[Exercise directions]
Go through the data below and return each line where the string "least" appears.

---+---

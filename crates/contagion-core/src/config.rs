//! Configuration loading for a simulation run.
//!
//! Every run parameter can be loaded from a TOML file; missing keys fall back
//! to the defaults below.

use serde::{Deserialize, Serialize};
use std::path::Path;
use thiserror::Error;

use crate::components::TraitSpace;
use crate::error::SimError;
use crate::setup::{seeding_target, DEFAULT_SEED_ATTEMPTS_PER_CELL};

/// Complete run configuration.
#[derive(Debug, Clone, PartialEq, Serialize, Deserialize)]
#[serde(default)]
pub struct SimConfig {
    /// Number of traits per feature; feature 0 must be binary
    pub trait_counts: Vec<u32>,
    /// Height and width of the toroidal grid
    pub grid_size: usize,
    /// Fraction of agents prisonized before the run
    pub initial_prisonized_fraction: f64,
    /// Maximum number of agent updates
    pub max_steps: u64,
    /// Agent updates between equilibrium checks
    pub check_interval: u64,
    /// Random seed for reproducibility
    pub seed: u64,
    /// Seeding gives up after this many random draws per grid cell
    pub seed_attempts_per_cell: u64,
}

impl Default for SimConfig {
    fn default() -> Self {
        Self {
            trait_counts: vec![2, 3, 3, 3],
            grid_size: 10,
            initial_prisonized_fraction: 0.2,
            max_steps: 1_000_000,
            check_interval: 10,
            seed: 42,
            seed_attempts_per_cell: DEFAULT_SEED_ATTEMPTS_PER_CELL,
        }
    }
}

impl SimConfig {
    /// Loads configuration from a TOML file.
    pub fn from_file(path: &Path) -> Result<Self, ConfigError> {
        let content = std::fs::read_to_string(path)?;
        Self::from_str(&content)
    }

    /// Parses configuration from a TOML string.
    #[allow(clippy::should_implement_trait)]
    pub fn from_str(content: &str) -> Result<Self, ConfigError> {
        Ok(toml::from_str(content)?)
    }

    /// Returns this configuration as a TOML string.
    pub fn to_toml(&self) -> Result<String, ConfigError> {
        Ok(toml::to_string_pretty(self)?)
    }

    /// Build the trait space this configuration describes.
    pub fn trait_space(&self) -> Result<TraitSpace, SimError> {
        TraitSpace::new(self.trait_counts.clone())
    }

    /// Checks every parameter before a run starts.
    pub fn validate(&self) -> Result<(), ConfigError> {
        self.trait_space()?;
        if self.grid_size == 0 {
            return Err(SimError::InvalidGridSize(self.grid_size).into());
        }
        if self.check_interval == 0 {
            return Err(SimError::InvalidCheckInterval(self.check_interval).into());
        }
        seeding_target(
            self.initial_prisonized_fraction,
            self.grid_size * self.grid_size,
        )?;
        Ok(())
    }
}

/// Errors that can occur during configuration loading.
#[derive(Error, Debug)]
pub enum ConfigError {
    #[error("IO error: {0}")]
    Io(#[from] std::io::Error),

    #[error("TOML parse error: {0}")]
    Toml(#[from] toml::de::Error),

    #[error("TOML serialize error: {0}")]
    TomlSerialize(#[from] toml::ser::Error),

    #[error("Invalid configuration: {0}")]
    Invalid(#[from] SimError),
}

---+---

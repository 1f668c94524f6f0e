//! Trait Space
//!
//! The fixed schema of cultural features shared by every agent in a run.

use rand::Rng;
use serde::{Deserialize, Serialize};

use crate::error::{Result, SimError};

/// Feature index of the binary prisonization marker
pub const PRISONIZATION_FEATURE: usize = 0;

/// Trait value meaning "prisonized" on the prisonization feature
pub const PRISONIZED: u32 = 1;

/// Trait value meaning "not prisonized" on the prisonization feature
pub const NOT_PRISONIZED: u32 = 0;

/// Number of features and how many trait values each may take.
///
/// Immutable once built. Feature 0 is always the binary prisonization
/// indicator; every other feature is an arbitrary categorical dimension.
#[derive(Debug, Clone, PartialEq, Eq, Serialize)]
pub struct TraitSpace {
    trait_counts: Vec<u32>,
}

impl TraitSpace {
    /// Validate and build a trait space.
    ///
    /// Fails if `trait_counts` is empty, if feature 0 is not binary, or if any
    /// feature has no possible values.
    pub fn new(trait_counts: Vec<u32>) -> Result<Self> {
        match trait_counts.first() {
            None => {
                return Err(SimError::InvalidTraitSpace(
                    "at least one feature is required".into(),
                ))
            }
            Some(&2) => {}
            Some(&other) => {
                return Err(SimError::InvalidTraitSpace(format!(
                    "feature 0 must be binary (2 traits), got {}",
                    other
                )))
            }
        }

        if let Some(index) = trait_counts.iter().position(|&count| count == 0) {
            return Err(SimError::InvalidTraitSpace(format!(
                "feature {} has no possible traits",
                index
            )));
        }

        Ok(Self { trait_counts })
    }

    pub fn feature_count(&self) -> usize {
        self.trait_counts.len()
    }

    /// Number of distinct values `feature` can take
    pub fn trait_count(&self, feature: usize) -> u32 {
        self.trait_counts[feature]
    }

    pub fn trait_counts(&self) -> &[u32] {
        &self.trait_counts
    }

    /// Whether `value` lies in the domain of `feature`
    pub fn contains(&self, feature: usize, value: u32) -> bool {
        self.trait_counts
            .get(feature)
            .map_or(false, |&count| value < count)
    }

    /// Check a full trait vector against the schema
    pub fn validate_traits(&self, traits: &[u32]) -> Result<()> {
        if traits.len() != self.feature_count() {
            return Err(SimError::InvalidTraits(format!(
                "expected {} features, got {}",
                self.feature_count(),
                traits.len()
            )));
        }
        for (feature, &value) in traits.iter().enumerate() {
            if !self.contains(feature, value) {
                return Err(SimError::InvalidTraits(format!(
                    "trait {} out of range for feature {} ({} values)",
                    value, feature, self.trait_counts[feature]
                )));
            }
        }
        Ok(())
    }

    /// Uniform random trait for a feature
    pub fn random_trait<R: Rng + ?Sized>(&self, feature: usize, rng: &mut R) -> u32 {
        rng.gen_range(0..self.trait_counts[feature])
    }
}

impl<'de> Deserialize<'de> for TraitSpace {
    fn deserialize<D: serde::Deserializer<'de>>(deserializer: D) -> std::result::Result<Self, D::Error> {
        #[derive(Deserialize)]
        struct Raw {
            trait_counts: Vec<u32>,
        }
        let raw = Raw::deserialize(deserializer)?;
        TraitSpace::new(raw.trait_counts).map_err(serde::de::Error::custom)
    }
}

---+---

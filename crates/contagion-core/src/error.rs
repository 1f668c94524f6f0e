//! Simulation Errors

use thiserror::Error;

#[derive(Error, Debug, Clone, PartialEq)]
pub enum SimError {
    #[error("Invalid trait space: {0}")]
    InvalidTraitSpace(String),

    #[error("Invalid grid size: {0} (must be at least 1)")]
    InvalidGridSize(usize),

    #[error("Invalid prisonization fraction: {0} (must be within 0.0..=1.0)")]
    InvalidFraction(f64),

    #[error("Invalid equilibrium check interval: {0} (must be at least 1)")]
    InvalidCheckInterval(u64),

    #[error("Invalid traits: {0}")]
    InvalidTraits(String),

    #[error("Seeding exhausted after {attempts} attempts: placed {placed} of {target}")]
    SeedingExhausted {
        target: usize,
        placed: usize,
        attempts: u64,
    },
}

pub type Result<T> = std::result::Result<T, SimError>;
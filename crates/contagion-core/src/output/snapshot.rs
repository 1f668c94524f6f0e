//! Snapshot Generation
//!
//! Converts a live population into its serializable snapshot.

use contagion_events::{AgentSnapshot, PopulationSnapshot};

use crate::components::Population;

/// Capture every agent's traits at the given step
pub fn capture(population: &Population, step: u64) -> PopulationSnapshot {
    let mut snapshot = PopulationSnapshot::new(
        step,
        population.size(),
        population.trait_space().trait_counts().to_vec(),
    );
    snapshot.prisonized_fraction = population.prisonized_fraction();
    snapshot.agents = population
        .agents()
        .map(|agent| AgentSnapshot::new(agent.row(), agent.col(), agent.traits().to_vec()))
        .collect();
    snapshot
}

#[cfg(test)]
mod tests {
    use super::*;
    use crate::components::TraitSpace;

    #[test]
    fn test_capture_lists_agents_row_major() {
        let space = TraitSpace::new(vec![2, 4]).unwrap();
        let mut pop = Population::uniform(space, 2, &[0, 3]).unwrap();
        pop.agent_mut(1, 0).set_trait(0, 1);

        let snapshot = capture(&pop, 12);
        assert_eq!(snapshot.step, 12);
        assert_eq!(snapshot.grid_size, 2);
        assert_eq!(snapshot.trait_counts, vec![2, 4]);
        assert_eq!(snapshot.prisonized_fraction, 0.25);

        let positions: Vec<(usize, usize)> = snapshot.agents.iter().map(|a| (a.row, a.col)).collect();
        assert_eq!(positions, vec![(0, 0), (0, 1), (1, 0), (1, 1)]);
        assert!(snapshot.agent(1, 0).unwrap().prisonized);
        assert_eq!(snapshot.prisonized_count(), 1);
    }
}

---+---

[Result for this exercise]
                    "at least one feature is required".into(),
    #[error("Invalid grid size: {0} (must be at least 1)")]
    #[error("Invalid equilibrium check interval: {0} (must be at least 1)")]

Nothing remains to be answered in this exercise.